Animals readily reduce food intake and normalize body weight following a period of involuntary overfeeding, suggesting that regulatory systems are engaged to defend against excess weight gain. However, these data exist in the background of an ongoing obesity epidemic, where the ready availability of palatable, energy dense foods often leads to obesity. Currently we know very little about the mechanisms underlying the normalization of body weight following involuntary overfeeding, nor do we fully understand why select individuals successfully remain lean despite living in an obesigenic environment. Recent progress in the study of leptin signaling indicates that manipulations which enhance leptin sensitivity reduce food intake and attenuate diet-induced obesity, while reductions in leptin signaling predispose to obesity. While it remains unclear whether a failure or insufficiency in the weight regulatory system contributes to obesity, this work highlights the importance of this system for the regulation of body weight and its potential value for the treatment of obesity. Nonetheless, it is necessary to more clearly identify those mechanisms that protect lean individuals from weight gain and mediate the normalization of body weight that follows involuntary overfeeding, because it is only with this knowledge that we can clearly determine whether obesity is dependent on, or independent of, a failure in the weight regulatory system.

Introduction

Considerable progress has been made toward defining the physiological and cellular mechanisms regulating energy balance, particularly in response to weight loss. Acute and chronic periods of energy restriction induce significant changes in energy metabolism and behavior, and a reduction in circulating leptin appears to be a primary mediator of these changes. Preventing the fall of leptin is sufficient to attenuate many of the physiological events associated with negative energy balance, including alterations in energy expenditure, reproductive function, thyroid function, immune function, and neuroendocrine hormone secretion [1]. Low leptin levels also alter behavior and neural function, impinging on reward and memory, drug seeking behavior, electrical self-stimulation, conditioned-place preference, and the perception and response to food and food cues [2], [3], [4]. Thus settings of low leptin induce metabolic changes which preserve existing energy stores while simultaneously altering the brain such that the procurement and consumption of food becomes incredibly important. Leptin is certainly not the only component of this system, and the basic model continues to expand to include additional hormones, neuropeptides, and brain regions contributing to the regulation of energy balance [5], [6], [7], [8], [9].

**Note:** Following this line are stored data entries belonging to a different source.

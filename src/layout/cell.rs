use std::collections::HashMap;

use eframe::egui::{Rect, Vec2, vec2};

use super::grid::{DomainCell, overflow_columns, wrap_pitch};
use super::{LayoutNode, NodeState};
use crate::graph::model::Layer;
use crate::util::{lerp, spread_fraction, stable_offset};

const COLLAPSED_ANCHOR_Y: f32 = 0.42;
const HOTSPOT_ROW_Y: f32 = 0.65;
const HOTSPOT_SPREAD: f32 = 0.28;

const EXPANDED_ANCHOR_Y: f32 = 0.12;
const L2_ROW_Y: f32 = 0.34;
const L2_MARGIN: f32 = 0.08;
const L3_TOP: f32 = 0.48;
const L3_BOTTOM: f32 = 0.90;
const ORPHAN_MARGIN: f32 = 0.10;
const SATELLITE_ROW_Y: f32 = 0.94;
const SATELLITE_MARGIN: f32 = 0.12;
const COMPANY_ROW_Y: f32 = 0.96;
const COMPANY_MARGIN: f32 = 0.15;

pub(super) fn place_cell(nodes: &mut [LayoutNode], members: &[usize], cell: &DomainCell, pitch: f32) {
    if cell.slot.is_overflow() {
        place_wrapped(nodes, members, cell.rect, pitch);
    } else if cell.expanded {
        place_expanded(nodes, members, cell.rect);
    } else {
        place_collapsed(nodes, members, cell.rect);
    }
}

fn at(rect: Rect, x_fraction: f32, y_fraction: f32) -> Vec2 {
    vec2(
        rect.min.x + rect.width() * x_fraction,
        rect.min.y + rect.height() * y_fraction,
    )
}

fn spread_x(rect: Rect, margin: f32, index: usize, count: usize) -> f32 {
    let inset = rect.width() * margin;
    lerp(
        rect.min.x + inset,
        rect.max.x - inset,
        spread_fraction(index, count),
    )
}

fn place_collapsed(nodes: &mut [LayoutNode], members: &[usize], rect: Rect) {
    let hotspots = members
        .iter()
        .copied()
        .filter(|&index| nodes[index].layer != Layer::L1)
        .collect::<Vec<_>>();
    let spread = rect.width() * HOTSPOT_SPREAD;
    let center_x = rect.center().x;

    for &index in members {
        let node = &mut nodes[index];
        if node.layer == Layer::L1 {
            node.world_pos = at(rect, 0.5, COLLAPSED_ANCHOR_Y);
            node.state = NodeState::CollapsedAnchor;
        }
    }

    for (slot, &index) in hotspots.iter().enumerate() {
        let node = &mut nodes[index];
        let fraction = spread_fraction(slot, hotspots.len());
        node.world_pos = vec2(
            center_x - spread + spread * 2.0 * fraction,
            rect.min.y + rect.height() * HOTSPOT_ROW_Y + stable_offset(&node.id, "_hy", 6.0),
        );
        node.state = if node.layer == Layer::L3 {
            NodeState::Hotspot
        } else {
            NodeState::Normal
        };
    }
}

fn place_expanded(nodes: &mut [LayoutNode], members: &[usize], rect: Rect) {
    let mut anchors = Vec::new();
    let mut subsystems = Vec::new();
    let mut leaves = Vec::new();
    let mut satellites = Vec::new();
    let mut companies = Vec::new();
    for &index in members {
        let node = &nodes[index];
        match node.layer {
            Layer::L1 => anchors.push(index),
            Layer::L2 => subsystems.push(index),
            Layer::L3 => leaves.push(index),
            Layer::L4 if node.kind.is_company() => companies.push(index),
            Layer::L4 => satellites.push(index),
        }
    }

    for &index in &anchors {
        nodes[index].world_pos = at(rect, 0.5, EXPANDED_ANCHOR_Y);
        nodes[index].state = NodeState::Normal;
    }

    let mut column_of = HashMap::with_capacity(subsystems.len());
    for (slot, &index) in subsystems.iter().enumerate() {
        let x = spread_x(rect, L2_MARGIN, slot, subsystems.len());
        nodes[index].world_pos = vec2(x, rect.min.y + rect.height() * L2_ROW_Y);
        nodes[index].state = NodeState::Normal;
        column_of.insert(nodes[index].id.clone(), x);
    }

    place_leaves(nodes, &leaves, &subsystems, &column_of, rect);

    for (slot, &index) in satellites.iter().enumerate() {
        let node = &mut nodes[index];
        node.world_pos = vec2(
            spread_x(rect, SATELLITE_MARGIN, slot, satellites.len())
                + stable_offset(&node.id, "", 4.0),
            rect.min.y + rect.height() * SATELLITE_ROW_Y + stable_offset(&node.id, "y", 6.0),
        );
        node.state = NodeState::Normal;
    }

    for (slot, &index) in companies.iter().enumerate() {
        let node = &mut nodes[index];
        node.world_pos = vec2(
            spread_x(rect, COMPANY_MARGIN, slot, companies.len())
                + stable_offset(&node.id, "", 5.0),
            rect.min.y + rect.height() * COMPANY_ROW_Y + stable_offset(&node.id, "cy", 8.0),
        );
        node.state = NodeState::Normal;
    }
}

// L3 columns under their parent L2, orphans along the bottom band; square packing without L2.
fn place_leaves(
    nodes: &mut [LayoutNode],
    leaves: &[usize],
    subsystems: &[usize],
    column_of: &HashMap<String, f32>,
    rect: Rect,
) {
    if leaves.is_empty() {
        return;
    }

    let top = rect.min.y + rect.height() * L3_TOP;
    let bottom = rect.min.y + rect.height() * L3_BOTTOM;

    if subsystems.is_empty() {
        let columns = (leaves.len() as f32).sqrt().ceil().max(1.0) as usize;
        let rows = leaves.len().div_ceil(columns);
        for (slot, &index) in leaves.iter().enumerate() {
            let node = &mut nodes[index];
            node.world_pos = vec2(
                spread_x(rect, L2_MARGIN, slot % columns, columns),
                lerp(top, bottom, spread_fraction(slot / columns, rows)),
            );
            node.state = NodeState::Normal;
        }
        return;
    }

    let mut by_parent: HashMap<&str, Vec<usize>> = HashMap::new();
    let mut orphans = Vec::new();
    for &index in leaves {
        match nodes[index].parent_id.as_deref() {
            Some(parent) if column_of.contains_key(parent) => {
                by_parent.entry(parent).or_default().push(index)
            }
            _ => orphans.push(index),
        }
    }

    let mut placements = Vec::with_capacity(leaves.len());
    for &subsystem in subsystems {
        let parent = nodes[subsystem].id.as_str();
        let Some(children) = by_parent.get(parent) else {
            continue;
        };
        let column_x = column_of[parent];
        for (slot, &index) in children.iter().enumerate() {
            let id = &nodes[index].id;
            placements.push((
                index,
                vec2(
                    column_x + stable_offset(id, "_l3x", 8.0),
                    lerp(top, bottom, spread_fraction(slot, children.len())),
                ),
            ));
        }
    }

    for (slot, &index) in orphans.iter().enumerate() {
        let id = &nodes[index].id;
        placements.push((
            index,
            vec2(
                spread_x(rect, ORPHAN_MARGIN, slot, orphans.len()),
                bottom + stable_offset(id, "_oy", 8.0),
            ),
        ));
    }

    for (index, position) in placements {
        nodes[index].world_pos = position;
        nodes[index].state = NodeState::Normal;
    }
}

fn place_wrapped(nodes: &mut [LayoutNode], members: &[usize], rect: Rect, pitch: f32) {
    let largest = members
        .iter()
        .fold(Vec2::ZERO, |largest, &index| largest.max(nodes[index].size));
    let step = wrap_pitch(pitch, largest);
    let per_row = overflow_columns(rect.width(), step.x);
    for (slot, &index) in members.iter().enumerate() {
        let node = &mut nodes[index];
        node.world_pos = vec2(
            rect.min.x + (slot % per_row) as f32 * step.x + step.x / 2.0,
            rect.min.y + (slot / per_row) as f32 * step.y + step.y / 2.0,
        );
        node.state = NodeState::Normal;
    }
}

#[cfg(test)]
mod tests {
    use eframe::egui::pos2;

    use super::*;
    use crate::graph::model::NodeKind;
    use crate::layout::grid::CellSlot;

    fn node(id: &str, layer: Layer, parent: Option<&str>) -> LayoutNode {
        LayoutNode {
            id: id.to_owned(),
            label: id.to_owned(),
            domain_key: "airframe".to_owned(),
            layer,
            kind: NodeKind::DomainComponent,
            parent_id: parent.map(str::to_owned),
            spotlight: None,
            tightness: 50,
            tier: 1,
            size: vec2(20.0, 20.0),
            world_pos: Vec2::ZERO,
            state: NodeState::Normal,
        }
    }

    fn cell(expanded: bool) -> DomainCell {
        DomainCell {
            key: "airframe".to_owned(),
            rect: Rect::from_min_size(pos2(0.0, 0.0), vec2(200.0, 100.0)),
            expanded,
            label: "Airframe".to_owned(),
            tint: "#dcfce7".to_owned(),
            slot: CellSlot::Grid { row: 0, column: 0 },
        }
    }

    #[test]
    fn collapsed_cell_centers_anchor_and_rows_hotspots() {
        let mut nodes = vec![
            node("n_l1_airframe", Layer::L1, None),
            node("a", Layer::L3, None),
            node("b", Layer::L3, None),
        ];
        place_cell(&mut nodes, &[0, 1, 2], &cell(false), 40.0);

        assert_eq!(nodes[0].world_pos, vec2(100.0, 42.0));
        assert_eq!(nodes[0].state, NodeState::CollapsedAnchor);
        assert_eq!(nodes[1].world_pos.x, 100.0 - 56.0);
        assert_eq!(nodes[2].world_pos.x, 100.0 + 56.0);
        assert!((nodes[1].world_pos.y - 65.0).abs() <= 3.0);
        assert_eq!(nodes[2].state, NodeState::Hotspot);
    }

    #[test]
    fn expanded_leaves_hang_under_their_parent() {
        let mut nodes = vec![
            node("n_l1_airframe", Layer::L1, None),
            node("wing", Layer::L2, None),
            node("tail", Layer::L2, None),
            node("spar", Layer::L3, Some("tail")),
            node("loose", Layer::L3, Some("missing")),
        ];
        place_cell(&mut nodes, &[0, 1, 2, 3, 4], &cell(true), 40.0);

        assert_eq!(nodes[0].world_pos, vec2(100.0, 12.0));
        assert_eq!(nodes[1].world_pos, vec2(16.0, 34.0));
        assert_eq!(nodes[2].world_pos, vec2(184.0, 34.0));
        assert!((nodes[3].world_pos.x - 184.0).abs() <= 4.0);
        assert_eq!(nodes[3].world_pos.y, 69.0);
        assert_eq!(nodes[4].world_pos.x, 100.0);
        assert!((nodes[4].world_pos.y - 90.0).abs() <= 4.0);
    }

    #[test]
    fn wrapped_rows_step_by_the_tallest_member() {
        let mut nodes = (0..3)
            .map(|index| node(&format!("extra{index}"), Layer::L3, None))
            .collect::<Vec<_>>();
        nodes[1].size = vec2(92.0, 92.0);
        let overflow = DomainCell {
            rect: Rect::from_min_size(pos2(0.0, 0.0), vec2(200.0, 224.0)),
            slot: CellSlot::Overflow { index: 0 },
            ..cell(false)
        };
        place_cell(&mut nodes, &[0, 1, 2], &overflow, 40.0);

        assert_eq!(nodes[0].world_pos, vec2(46.0, 46.0));
        assert_eq!(nodes[1].world_pos, vec2(138.0, 46.0));
        assert_eq!(nodes[2].world_pos, vec2(46.0, 138.0));
    }

    #[test]
    fn leaves_pack_into_a_square_without_subsystems() {
        let mut nodes = (0..4)
            .map(|index| node(&format!("leaf{index}"), Layer::L3, None))
            .collect::<Vec<_>>();
        place_cell(&mut nodes, &[0, 1, 2, 3], &cell(true), 40.0);
        assert_eq!(nodes[0].world_pos, vec2(16.0, 48.0));
        assert_eq!(nodes[3].world_pos, vec2(184.0, 90.0));
    }
}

Despite our increasing understanding of this system, obesity remains a significant health concern [10]. When exposed to highly palatable, energy dense diets, many humans and animals readily gain weight and adiposity. However, there is significant variability in this response, with some individuals effectively resisting weight gain despite being exposed to an obesigenic environment [11], [12]. Rodents also show a substantial individual variability in the susceptibility to diet-induced obesity [13], [14], [15], [16], [17], [18]. While a variety of mechanisms could contribute to this variability, several lines of evidence suggest that genetic or developmentally programmed differences in the weight regulatory system could contribute to differences in individual predisposition to obesity [19], [20], [21], [22], [23], [24].

The wide variation in weight gain on a high-fat diet highlights the difficulties inherent in using this model to define the response to positive energy balance. Therefore, some have used models of involuntary overfeeding to study positive energy balance, and this work provides evidence of a robust adaptive response. When animals are overfed either via gavage or intragastric infusion, a marked reduction of voluntary food intake occurs in addition to changes in metabolism [25], [26], [27]. More importantly, this reduction in food intake persists well beyond the cessation of overfeeding, lasting days or weeks depending on the degree of overfeeding and the rapidity of weight loss. Thus the voluntary hypophagia is not simply due to the presence of excess nutrients in the gut, but is instead an adaptive mechanism resulting in voluntary weight loss after overfeeding. In addition, work combining overfeeding with parabiosis demonstrates that overfeeding one animal reduces adiposity and alters metabolism in the parabiotic partner [28], [29]. These experimental paradigms provide strong evidence for an adaptive resistance to weight gain, at least when that gain is not being driven by voluntary consumption of highly palatable diets.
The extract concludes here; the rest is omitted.